Problem requirements | Every line of the records below that has the word "BucketStore" should be copied.

(Stored items)
....................

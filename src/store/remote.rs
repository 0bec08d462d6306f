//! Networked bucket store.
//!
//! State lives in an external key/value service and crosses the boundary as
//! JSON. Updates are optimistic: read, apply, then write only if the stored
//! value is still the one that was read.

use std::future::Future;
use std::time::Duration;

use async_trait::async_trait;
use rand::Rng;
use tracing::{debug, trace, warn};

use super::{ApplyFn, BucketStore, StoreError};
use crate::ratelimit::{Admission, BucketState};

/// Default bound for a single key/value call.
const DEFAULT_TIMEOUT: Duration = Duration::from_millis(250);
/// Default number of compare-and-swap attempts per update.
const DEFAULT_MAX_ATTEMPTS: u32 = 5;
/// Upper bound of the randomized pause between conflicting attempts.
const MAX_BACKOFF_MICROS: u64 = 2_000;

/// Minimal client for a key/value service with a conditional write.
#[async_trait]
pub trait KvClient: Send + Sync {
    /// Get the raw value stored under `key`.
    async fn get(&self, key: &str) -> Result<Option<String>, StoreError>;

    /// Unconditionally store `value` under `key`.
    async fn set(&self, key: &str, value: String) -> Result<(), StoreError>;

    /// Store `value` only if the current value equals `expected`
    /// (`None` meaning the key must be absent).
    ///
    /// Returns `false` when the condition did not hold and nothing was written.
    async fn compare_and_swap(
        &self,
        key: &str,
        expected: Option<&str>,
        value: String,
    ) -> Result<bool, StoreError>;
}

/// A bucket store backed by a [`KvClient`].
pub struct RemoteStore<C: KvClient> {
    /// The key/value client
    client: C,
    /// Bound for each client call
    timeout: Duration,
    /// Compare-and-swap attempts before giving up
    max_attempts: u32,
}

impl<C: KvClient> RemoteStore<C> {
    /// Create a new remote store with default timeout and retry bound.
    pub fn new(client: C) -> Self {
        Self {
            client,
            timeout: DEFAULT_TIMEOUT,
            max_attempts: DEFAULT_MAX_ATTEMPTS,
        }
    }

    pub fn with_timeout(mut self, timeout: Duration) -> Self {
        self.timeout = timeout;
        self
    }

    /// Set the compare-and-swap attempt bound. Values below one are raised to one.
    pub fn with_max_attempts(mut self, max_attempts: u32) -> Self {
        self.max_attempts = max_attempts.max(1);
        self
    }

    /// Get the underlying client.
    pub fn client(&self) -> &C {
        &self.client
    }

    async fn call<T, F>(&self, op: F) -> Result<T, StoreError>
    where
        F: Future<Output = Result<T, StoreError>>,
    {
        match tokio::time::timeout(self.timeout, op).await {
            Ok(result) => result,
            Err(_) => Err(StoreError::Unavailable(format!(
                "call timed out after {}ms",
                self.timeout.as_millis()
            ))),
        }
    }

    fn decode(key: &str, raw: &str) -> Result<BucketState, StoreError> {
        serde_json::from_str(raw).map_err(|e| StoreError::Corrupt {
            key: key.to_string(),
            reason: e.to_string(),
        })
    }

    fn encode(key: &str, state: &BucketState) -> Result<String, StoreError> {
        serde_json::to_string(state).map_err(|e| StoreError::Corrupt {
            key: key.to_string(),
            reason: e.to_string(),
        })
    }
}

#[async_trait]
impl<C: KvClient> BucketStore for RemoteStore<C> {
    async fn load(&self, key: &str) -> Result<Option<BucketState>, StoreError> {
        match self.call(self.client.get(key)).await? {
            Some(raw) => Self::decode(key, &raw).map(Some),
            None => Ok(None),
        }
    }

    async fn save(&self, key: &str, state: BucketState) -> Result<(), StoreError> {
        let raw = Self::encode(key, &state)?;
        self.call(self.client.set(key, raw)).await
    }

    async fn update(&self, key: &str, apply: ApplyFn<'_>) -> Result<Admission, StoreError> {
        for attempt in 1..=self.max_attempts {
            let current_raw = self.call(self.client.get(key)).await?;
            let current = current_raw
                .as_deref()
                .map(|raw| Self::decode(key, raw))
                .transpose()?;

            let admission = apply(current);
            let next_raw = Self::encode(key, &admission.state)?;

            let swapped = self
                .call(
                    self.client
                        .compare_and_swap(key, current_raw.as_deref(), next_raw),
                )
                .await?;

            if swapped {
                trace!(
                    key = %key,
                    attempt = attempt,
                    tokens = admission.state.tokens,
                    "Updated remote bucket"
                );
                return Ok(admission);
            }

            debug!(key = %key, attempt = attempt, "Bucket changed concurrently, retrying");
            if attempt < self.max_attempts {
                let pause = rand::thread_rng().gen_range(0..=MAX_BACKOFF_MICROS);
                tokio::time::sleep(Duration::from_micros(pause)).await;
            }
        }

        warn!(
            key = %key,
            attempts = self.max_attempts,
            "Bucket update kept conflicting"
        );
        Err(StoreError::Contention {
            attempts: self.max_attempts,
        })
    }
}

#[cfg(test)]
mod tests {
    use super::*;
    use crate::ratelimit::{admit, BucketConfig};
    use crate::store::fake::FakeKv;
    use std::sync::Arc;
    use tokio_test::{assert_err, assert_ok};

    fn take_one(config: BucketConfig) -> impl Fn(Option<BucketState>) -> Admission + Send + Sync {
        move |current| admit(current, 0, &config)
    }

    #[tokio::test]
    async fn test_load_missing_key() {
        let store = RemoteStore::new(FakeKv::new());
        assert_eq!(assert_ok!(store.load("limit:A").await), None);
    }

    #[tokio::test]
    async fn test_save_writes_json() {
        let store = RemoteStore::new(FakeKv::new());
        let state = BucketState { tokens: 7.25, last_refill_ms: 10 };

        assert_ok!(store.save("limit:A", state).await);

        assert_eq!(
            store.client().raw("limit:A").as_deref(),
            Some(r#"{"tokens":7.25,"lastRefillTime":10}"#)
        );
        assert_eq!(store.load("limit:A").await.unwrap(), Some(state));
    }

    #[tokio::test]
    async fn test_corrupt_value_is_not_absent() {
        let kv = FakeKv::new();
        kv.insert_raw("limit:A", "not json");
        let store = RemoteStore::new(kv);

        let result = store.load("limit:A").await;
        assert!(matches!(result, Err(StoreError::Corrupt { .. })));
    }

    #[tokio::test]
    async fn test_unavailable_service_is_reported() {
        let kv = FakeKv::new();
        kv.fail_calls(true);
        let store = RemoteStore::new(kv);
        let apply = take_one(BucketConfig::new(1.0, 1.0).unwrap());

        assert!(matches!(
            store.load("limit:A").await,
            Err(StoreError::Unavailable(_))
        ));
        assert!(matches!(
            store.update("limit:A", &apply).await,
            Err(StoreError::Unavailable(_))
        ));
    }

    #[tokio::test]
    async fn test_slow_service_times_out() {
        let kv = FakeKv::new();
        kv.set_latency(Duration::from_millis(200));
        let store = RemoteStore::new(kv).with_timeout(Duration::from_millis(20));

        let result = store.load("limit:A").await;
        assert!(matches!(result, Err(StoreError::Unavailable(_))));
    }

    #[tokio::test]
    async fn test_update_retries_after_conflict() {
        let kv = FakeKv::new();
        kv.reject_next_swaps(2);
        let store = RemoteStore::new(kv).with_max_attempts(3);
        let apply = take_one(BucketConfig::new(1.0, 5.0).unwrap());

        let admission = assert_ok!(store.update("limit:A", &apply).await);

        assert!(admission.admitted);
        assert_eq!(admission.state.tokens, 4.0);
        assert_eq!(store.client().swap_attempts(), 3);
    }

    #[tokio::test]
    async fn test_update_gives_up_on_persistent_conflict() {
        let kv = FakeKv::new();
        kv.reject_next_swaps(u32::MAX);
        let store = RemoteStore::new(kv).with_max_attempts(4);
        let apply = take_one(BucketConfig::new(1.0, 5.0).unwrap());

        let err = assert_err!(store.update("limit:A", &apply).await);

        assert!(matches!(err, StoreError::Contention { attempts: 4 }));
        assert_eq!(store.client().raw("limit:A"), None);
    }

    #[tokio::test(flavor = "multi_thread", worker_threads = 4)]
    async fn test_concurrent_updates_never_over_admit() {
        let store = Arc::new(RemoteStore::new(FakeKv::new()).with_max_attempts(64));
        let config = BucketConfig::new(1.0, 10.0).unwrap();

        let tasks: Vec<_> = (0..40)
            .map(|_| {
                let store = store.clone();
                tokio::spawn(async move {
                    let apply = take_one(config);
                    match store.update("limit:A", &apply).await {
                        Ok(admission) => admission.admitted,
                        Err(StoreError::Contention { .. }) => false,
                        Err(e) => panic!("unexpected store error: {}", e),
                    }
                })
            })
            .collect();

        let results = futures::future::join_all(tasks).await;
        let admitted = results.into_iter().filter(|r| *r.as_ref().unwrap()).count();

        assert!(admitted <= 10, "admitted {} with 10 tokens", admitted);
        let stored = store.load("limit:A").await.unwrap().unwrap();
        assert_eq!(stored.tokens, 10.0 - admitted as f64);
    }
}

....................

Your response |
use super::{ApplyFn, BucketStore, StoreError};
impl<C: KvClient> BucketStore for RemoteStore<C> {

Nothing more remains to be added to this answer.